Yeah. I'm a feminist. Hardly a radical one. But, aside from the "no reason or rationality, mindless" bit, I'd say you nailed it.
hadespussercats wrote:
But if you want to talk irrational unreason, let's look at your cult of the Parent- whose authority and control over their children's very bodies and futures is total, uncompromising, and unquestionable. And yet...

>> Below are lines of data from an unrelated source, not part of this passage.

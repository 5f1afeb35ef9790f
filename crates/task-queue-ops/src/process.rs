use crate::{OpsError, Result};
use sysinfo::{Pid, Signal, System};
use task_queue_core::RevokeSignal;

/// A running process as seen in the process table
#[derive(Debug, Clone, PartialEq, Eq)]
pub struct WorkerProcess {
    pub pid: u32,
    pub command: String,
}

/// Read access to the local process table plus signal delivery
pub trait ProcessTable {
    fn list(&self) -> Result<Vec<WorkerProcess>>;

    fn kill(&self, pid: u32, signal: RevokeSignal) -> Result<()>;
}

/// Process table backed by `sysinfo`, snapshotted at construction
pub struct SystemProcessTable {
    system: System,
}

impl SystemProcessTable {
    pub fn snapshot() -> Self {
        SystemProcessTable {
            system: System::new_all(),
        }
    }
}

impl ProcessTable for SystemProcessTable {
    fn list(&self) -> Result<Vec<WorkerProcess>> {
        if !sysinfo::IS_SUPPORTED_SYSTEM {
            return Err(OpsError::ProcessTable(
                "process listing is not supported on this platform".to_string(),
            ));
        }

        let processes = self
            .system
            .processes()
            .iter()
            .map(|(pid, process)| {
                // Kernel threads have no argv; fall back to the process name
                let command = if process.cmd().is_empty() {
                    process.name().to_string_lossy().into_owned()
                } else {
                    process
                        .cmd()
                        .iter()
                        .map(|arg| arg.to_string_lossy())
                        .collect::<Vec<_>>()
                        .join(" ")
                };
                WorkerProcess {
                    pid: pid.as_u32(),
                    command,
                }
            })
            .collect();

        Ok(processes)
    }

    fn kill(&self, pid: u32, signal: RevokeSignal) -> Result<()> {
        let process = self.system.process(Pid::from_u32(pid)).ok_or_else(|| OpsError::Kill {
            pid,
            reason: "no such process".to_string(),
        })?;

        match process.kill_with(to_system_signal(signal)) {
            Some(true) => Ok(()),
            Some(false) => Err(OpsError::Kill {
                pid,
                reason: format!("{} was not delivered", signal),
            }),
            None => Err(OpsError::Kill {
                pid,
                reason: format!("{} is not supported on this platform", signal),
            }),
        }
    }
}

fn to_system_signal(signal: RevokeSignal) -> Signal {
    match signal {
        RevokeSignal::Term => Signal::Term,
        RevokeSignal::Kill => Signal::Kill,
        RevokeSignal::Int => Signal::Interrupt,
        RevokeSignal::Quit => Signal::Quit,
        RevokeSignal::Hup => Signal::Hangup,
    }
}

/// Processes whose command line carries `pattern` as a whole argument,
/// excluding `own_pid`. Arguments are split on whitespace and `=`, so
/// `--queue=alice@box` matches but `malice@box` does not.
///
/// A process table that cannot be read yields no matches.
pub fn find_matching<T>(table: &T, pattern: &str, own_pid: u32) -> Vec<WorkerProcess>
where
    T: ProcessTable + ?Sized,
{
    let processes = match table.list() {
        Ok(processes) => processes,
        Err(e) => {
            tracing::debug!("Process search failed: {}", e);
            return Vec::new();
        }
    };

    let mut matches: Vec<WorkerProcess> = processes
        .into_iter()
        .filter(|p| p.pid != own_pid && mentions(&p.command, pattern))
        .collect();
    matches.sort_by_key(|p| p.pid);
    matches
}

fn mentions(command: &str, pattern: &str) -> bool {
    command
        .split(|c: char| c.is_whitespace() || c == '=')
        .any(|token| token == pattern)
}
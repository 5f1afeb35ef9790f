use crate::cli::CommonArgs;
use crate::{OpsError, Result};
use serde::{Deserialize, Serialize};
use std::path::Path;
use std::time::Duration;
use task_queue_core::RevokeSignal;

#[derive(Debug, Clone, Serialize, Deserialize)]
#[serde(default)]
pub struct OpsConfig {
    pub broker_address: String,
    pub request_timeout_secs: u64,
    pub task: TaskConfig,
    /// Signal used when revoking with termination (e.g. "TERM", "SIGKILL")
    pub revoke_signal: String,
    /// Signal sent to local worker processes
    pub kill_signal: String,
}

#[derive(Debug, Clone, Serialize, Deserialize)]
#[serde(default)]
pub struct TaskConfig {
    pub name: String,
    pub payload: String,
    /// Target queue; the local `<user>@<host>` queue when unset
    pub queue: Option<String>,
}

impl Default for OpsConfig {
    fn default() -> Self {
        OpsConfig {
            broker_address: "127.0.0.1:6379".to_string(),
            request_timeout_secs: 5,
            task: TaskConfig::default(),
            revoke_signal: "TERM".to_string(),
            kill_signal: "KILL".to_string(),
        }
    }
}

impl Default for TaskConfig {
    fn default() -> Self {
        TaskConfig {
            name: "echo".to_string(),
            payload: "hello".to_string(),
            queue: None,
        }
    }
}

impl OpsConfig {
    pub fn from_file(path: impl AsRef<Path>) -> Result<Self> {
        let path = path.as_ref();
        let contents = std::fs::read_to_string(path)
            .map_err(|e| OpsError::Config(format!("{}: {}", path.display(), e)))?;
        let config: OpsConfig = serde_yaml::from_str(&contents)?;
        Ok(config)
    }

    /// Load from `--config` if given, then apply command-line overrides
    pub fn load(args: &CommonArgs) -> Result<Self> {
        let mut config = match &args.config {
            Some(path) => OpsConfig::from_file(path)?,
            None => OpsConfig::default(),
        };

        if let Some(broker) = &args.broker {
            config.broker_address = broker.clone();
        }
        if let Some(timeout) = args.timeout_secs {
            config.request_timeout_secs = timeout;
        }

        Ok(config)
    }

    pub fn request_timeout(&self) -> Duration {
        Duration::from_secs(self.request_timeout_secs)
    }

    pub fn revoke_signal(&self) -> Result<RevokeSignal> {
        let signal = self.revoke_signal.parse::<RevokeSignal>()?;
        Ok(signal)
    }

    pub fn kill_signal(&self) -> Result<RevokeSignal> {
        let signal = self.kill_signal.parse::<RevokeSignal>()?;
        Ok(signal)
    }
}

#[cfg(test)]
mod tests {
    use super::*;
    use std::io::Write;
    use std::path::PathBuf;

    fn args(config: Option<PathBuf>, broker: Option<&str>) -> CommonArgs {
        CommonArgs {
            config,
            broker: broker.map(str::to_string),
            timeout_secs: None,
            verbose: false,
        }
    }

    #[test]
    fn test_defaults() {
        let config = OpsConfig::default();
        assert_eq!(config.broker_address, "127.0.0.1:6379");
        assert_eq!(config.request_timeout(), Duration::from_secs(5));
        assert_eq!(config.revoke_signal().unwrap(), RevokeSignal::Term);
        assert_eq!(config.kill_signal().unwrap(), RevokeSignal::Kill);
        assert!(config.task.queue.is_none());
    }

    #[test]
    fn test_partial_yaml_keeps_defaults() {
        let mut file = tempfile::NamedTempFile::new().unwrap();
        writeln!(
            file,
            "broker_address: broker.internal:7000\ntask:\n  name: tasks.add\n  queue: reports\nrevoke_signal: SIGKILL"
        )
        .unwrap();

        let config = OpsConfig::from_file(file.path()).unwrap();
        assert_eq!(config.broker_address, "broker.internal:7000");
        assert_eq!(config.task.name, "tasks.add");
        assert_eq!(config.task.payload, "hello");
        assert_eq!(config.task.queue.as_deref(), Some("reports"));
        assert_eq!(config.revoke_signal().unwrap(), RevokeSignal::Kill);
        assert_eq!(config.request_timeout_secs, 5);
    }

    #[test]
    fn test_cli_overrides_file() {
        let mut file = tempfile::NamedTempFile::new().unwrap();
        writeln!(file, "broker_address: from-file:1\nrequest_timeout_secs: 9").unwrap();

        let mut common = args(Some(file.path().to_path_buf()), Some("from-cli:2"));
        common.timeout_secs = Some(1);

        let config = OpsConfig::load(&common).unwrap();
        assert_eq!(config.broker_address, "from-cli:2");
        assert_eq!(config.request_timeout_secs, 1);
    }

    #[test]
    fn test_missing_file_is_config_error() {
        let common = args(Some(PathBuf::from("/nonexistent/tq-ops.yaml")), None);
        assert!(matches!(OpsConfig::load(&common), Err(OpsError::Config(_))));
    }

    #[test]
    fn test_bad_signal() {
        let config = OpsConfig {
            kill_signal: "BOOM".to_string(),
            ..OpsConfig::default()
        };
        assert!(matches!(config.kill_signal(), Err(OpsError::Task(_))));
    }
}
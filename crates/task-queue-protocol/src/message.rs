use serde::{Deserialize, Serialize};
use task_queue_core::{ActiveTasks, RevokeRequest, TaskSignature, WorkerName};

/// Message types for the TCP protocol
#[derive(Debug, Clone, Copy, PartialEq, Eq)]
#[repr(u8)]
pub enum MessageType {
    SendTask = 1,
    Revoke = 2,
    InspectActive = 3,
    ActiveReport = 4,
    Ack = 5,
    Nack = 6,
}

impl MessageType {
    pub fn from_u8(value: u8) -> Option<Self> {
        match value {
            1 => Some(MessageType::SendTask),
            2 => Some(MessageType::Revoke),
            3 => Some(MessageType::InspectActive),
            4 => Some(MessageType::ActiveReport),
            5 => Some(MessageType::Ack),
            6 => Some(MessageType::Nack),
            _ => None,
        }
    }

    pub fn as_u8(&self) -> u8 {
        *self as u8
    }
}

/// Protocol messages
#[derive(Debug, Clone, Serialize, Deserialize)]
pub enum Message {
    /// Publish a task to a queue
    SendTask(SendTaskRequest),

    /// Broadcast a revoke to the workers
    Revoke(RevokeTasksRequest),

    /// Ask workers for their currently executing tasks
    InspectActive(InspectActiveRequest),

    /// Collected inspection replies
    ActiveReport(ActiveReport),

    /// Positive acknowledgment
    Ack(AckResponse),

    /// Negative acknowledgment
    Nack(NackResponse),
}

impl Message {
    pub fn message_type(&self) -> MessageType {
        match self {
            Message::SendTask(_) => MessageType::SendTask,
            Message::Revoke(_) => MessageType::Revoke,
            Message::InspectActive(_) => MessageType::InspectActive,
            Message::ActiveReport(_) => MessageType::ActiveReport,
            Message::Ack(_) => MessageType::Ack,
            Message::Nack(_) => MessageType::Nack,
        }
    }
}

#[derive(Debug, Clone, Serialize, Deserialize)]
pub struct SendTaskRequest {
    pub signature: TaskSignature,
}

#[derive(Debug, Clone, Serialize, Deserialize)]
pub struct RevokeTasksRequest {
    pub request: RevokeRequest,
}

#[derive(Debug, Clone, Serialize, Deserialize)]
pub struct InspectActiveRequest {
    /// Only ask these workers; `None` broadcasts to all
    pub destination: Option<Vec<WorkerName>>,
    /// How long the broker collects worker replies
    pub reply_timeout_ms: u64,
}

#[derive(Debug, Clone, Serialize, Deserialize)]
pub struct ActiveReport {
    pub active: ActiveTasks,
}

#[derive(Debug, Clone, Serialize, Deserialize)]
pub struct AckResponse {
    /// Optional message
    pub message: Option<String>,
}

#[derive(Debug, Clone, Serialize, Deserialize)]
pub struct NackResponse {
    pub error: String,
}

#[cfg(test)]
mod tests {
    use super::*;

    #[test]
    fn test_message_type_conversion() {
        assert_eq!(MessageType::from_u8(1), Some(MessageType::SendTask));
        assert_eq!(MessageType::from_u8(4), Some(MessageType::ActiveReport));
        assert_eq!(MessageType::from_u8(0), None);
        assert_eq!(MessageType::from_u8(99), None);

        assert_eq!(MessageType::Revoke.as_u8(), 2);
        assert_eq!(MessageType::Nack.as_u8(), 6);
    }

    #[test]
    fn test_message_reports_its_type() {
        let ack = Message::Ack(AckResponse { message: None });
        assert_eq!(ack.message_type(), MessageType::Ack);

        let inspect = Message::InspectActive(InspectActiveRequest {
            destination: None,
            reply_timeout_ms: 1000,
        });
        assert_eq!(inspect.message_type(), MessageType::InspectActive);
    }
}
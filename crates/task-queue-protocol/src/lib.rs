mod message;
mod codec;

pub use message::{
    Message, MessageType, SendTaskRequest, RevokeTasksRequest, InspectActiveRequest,
    ActiveReport, AckResponse, NackResponse,
};
pub use codec::MessageCodec;

use thiserror::Error;

#[derive(Error, Debug)]
pub enum ProtocolError {
    #[error("Invalid message type: {0}")]
    InvalidMessageType(u8),

    #[error("Empty frame")]
    EmptyFrame,

    #[error("Message too large: {0} bytes")]
    MessageTooLarge(usize),

    #[error("Serialization error: {0}")]
    SerializationError(#[from] bincode::Error),

    #[error("IO error: {0}")]
    IoError(#[from] std::io::Error),
}

pub type Result<T> = std::result::Result<T, ProtocolError>;

/// Maximum message size: 11MB (to accommodate 10MB task payload + overhead)
pub const MAX_MESSAGE_SIZE: usize = 11 * 1024 * 1024;
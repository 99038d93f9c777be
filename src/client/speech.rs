//! Buffered and streaming synthesis.

use super::core::{TtsClient, SPEECH_PATH, STREAM_PATH};
use crate::transport::TransportError;
use crate::types::audio::content_type_of;
use crate::types::{AudioOutput, AudioStream, SynthesisRequest};
use crate::Result;

const AUDIO_MPEG: &str = "audio/mpeg";

impl TtsClient {
    /// Synthesize `request` and return the whole audio payload in memory.
    ///
    /// Parameters are validated before any request is sent. A non-success status yields
    /// [`crate::Error::Api`]; a request that could not be sent, or a body that could not be
    /// read, yields [`crate::Error::Transport`]. No retries are attempted.
    pub async fn synthesize(&self, request: &SynthesisRequest) -> Result<AudioOutput> {
        self.synthesize_buffered(request)
            .await
            .map_err(|e| e.logged("synthesize"))
    }

    /// Synthesize `request` and return the audio as it is produced.
    ///
    /// Resolves as soon as the response headers arrive. Errors after that point are
    /// delivered through the returned [`AudioStream`].
    pub async fn synthesize_stream(&self, request: &SynthesisRequest) -> Result<AudioStream> {
        self.open_stream(request)
            .await
            .map_err(|e| e.logged("synthesize_stream"))
    }

    async fn synthesize_buffered(&self, request: &SynthesisRequest) -> Result<AudioOutput> {
        let body = request.to_body(self.field_policy)?;
        let response = self
            .transport
            .post_json(SPEECH_PATH, &body, AUDIO_MPEG)
            .await?;
        let content_type = content_type_of(&response);
        let data = response.bytes().await.map_err(TransportError::Http)?;
        Ok(AudioOutput {
            data: data.to_vec(),
            content_type,
        })
    }

    async fn open_stream(&self, request: &SynthesisRequest) -> Result<AudioStream> {
        let body = request.to_body(self.field_policy)?;
        let response = self
            .transport
            .post_json(STREAM_PATH, &body, AUDIO_MPEG)
            .await?;
        Ok(AudioStream::from_response(response))
    }
}
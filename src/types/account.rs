//! Voice catalog and account balance types, plus envelope unwrapping.

use crate::{Error, ErrorContext, Result};
use serde::{Deserialize, Serialize};
use serde_json::{Map, Value};

/// A voice entry from the catalog.
///
/// The server owns the schema; entries are kept as opaque JSON objects and the
/// common fields are exposed through getters.
#[derive(Debug, Clone, PartialEq, Serialize, Deserialize)]
#[serde(transparent)]
pub struct Voice(pub Map<String, Value>);

impl Voice {
    pub fn get(&self, key: &str) -> Option<&Value> {
        self.0.get(key)
    }

    fn str_field(&self, key: &str) -> Option<&str> {
        self.0.get(key).and_then(Value::as_str)
    }

    pub fn id(&self) -> Option<&str> {
        self.str_field("id")
    }

    pub fn name(&self) -> Option<&str> {
        self.str_field("name")
    }

    pub fn gender(&self) -> Option<&str> {
        self.str_field("gender")
    }

    pub fn model(&self) -> Option<&str> {
        self.str_field("model")
    }

    pub fn language(&self) -> Option<&str> {
        self.str_field("language")
    }

    pub fn into_inner(self) -> Map<String, Value> {
        self.0
    }
}

/// Catalog filter accepted by `list_voices`.
///
/// The voices endpoint is always queried unfiltered; use [`VoiceFilter::matches`]
/// to narrow the returned list locally.
#[derive(Debug, Clone, Default, PartialEq, Eq)]
pub struct VoiceFilter {
    pub language: Option<String>,
    pub model: Option<String>,
}

impl VoiceFilter {
    pub fn language(mut self, language: impl Into<String>) -> Self {
        self.language = Some(language.into());
        self
    }

    pub fn model(mut self, model: impl Into<String>) -> Self {
        self.model = Some(model.into());
        self
    }

    pub fn is_empty(&self) -> bool {
        self.language.is_none() && self.model.is_none()
    }

    /// True when every set criterion equals the voice's field.
    pub fn matches(&self, voice: &Voice) -> bool {
        let lang_ok = self
            .language
            .as_deref()
            .map_or(true, |l| voice.language() == Some(l));
        let model_ok = self
            .model
            .as_deref()
            .map_or(true, |m| voice.model() == Some(m));
        lang_ok && model_ok
    }
}

/// Account credit balance.
///
/// Counts are kept as `f64` so both integer and fractional JSON numbers are accepted.
#[derive(Debug, Clone, PartialEq, Serialize, Deserialize)]
pub struct Balance {
    pub total_credits: f64,
    pub used_credits: f64,
    pub remaining_credits: f64,
    pub overage_characters: f64,
    pub overage_amount_usd: f64,
    /// Any further fields the server includes.
    #[serde(flatten)]
    pub extra: Map<String, Value>,
}

/// Take the array stored under `field` in a JSON envelope.
pub(crate) fn unwrap_array_envelope<T>(mut doc: Value, field: &str) -> Result<Vec<T>>
where
    T: serde::de::DeserializeOwned,
{
    let payload = take_field(&mut doc, field)?;
    if !payload.is_array() {
        return Err(shape_error(field, "expected an array"));
    }
    serde_json::from_value(payload).map_err(|e| shape_error(field, e.to_string()))
}

/// Take the object stored under `field` in a JSON envelope.
pub(crate) fn unwrap_object_envelope<T>(mut doc: Value, field: &str) -> Result<T>
where
    T: serde::de::DeserializeOwned,
{
    let payload = take_field(&mut doc, field)?;
    if !payload.is_object() {
        return Err(shape_error(field, "expected an object"));
    }
    serde_json::from_value(payload).map_err(|e| shape_error(field, e.to_string()))
}

fn take_field(doc: &mut Value, field: &str) -> Result<Value> {
    doc.as_object_mut()
        .and_then(|obj| obj.remove(field))
        .ok_or_else(|| shape_error(field, "field missing from response envelope"))
}

fn shape_error(field: &str, details: impl Into<String>) -> Error {
    Error::format_with_context(
        format!("unexpected response envelope for '{}'", field),
        ErrorContext::new()
            .with_field_path(field)
            .with_details(details)
            .with_source("envelope"),
    )
}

Seth, why do you think incompetent people should be parents? Particularly when those incompetent people, in your ideal scenario, would then have total control over the bodies and lives of other, unwitting people?We have seen more than once that the public welfare may call upon the best citizens for their lives. It would be strange if it could not call upon those who already sap the strength of the State for these lesser sacrifices, often not felt to be such by those concerned, to prevent our being swamped with incompetence. It is better for all the world, if instead of waiting to execute degenerate offspring for crime, or to let them starve for their imbecility, society can prevent those who are manifestly unfit from continuing their kind. The principle that sustains compulsory vaccination is broad enough to cover cutting the Fallopian tubes.Supreme Court Justice Oliver Wendell Homes, Jr. Buck v Bell, 274 U.S. 200.Three generations of imbeciles are enough
Interestingly, as an aside, this is gem of a Supreme Court decision was penned by my least favorite Supreme Court Justice ever -- the same guy who wrote the Schenck v United States case - famous for the oft-quoted rule that the State may ban speech akin to "falsely shouting fire in a crowded theater" which is another of the top 10 worst Supreme Court monstrosities in American history (along with such gems as Buck v Bell, Dred Scott v Sandford, Plessy v Ferguson, and the Slaughterhouse Cases, and some others - like Korematsu v US, Katzenbach v McClung).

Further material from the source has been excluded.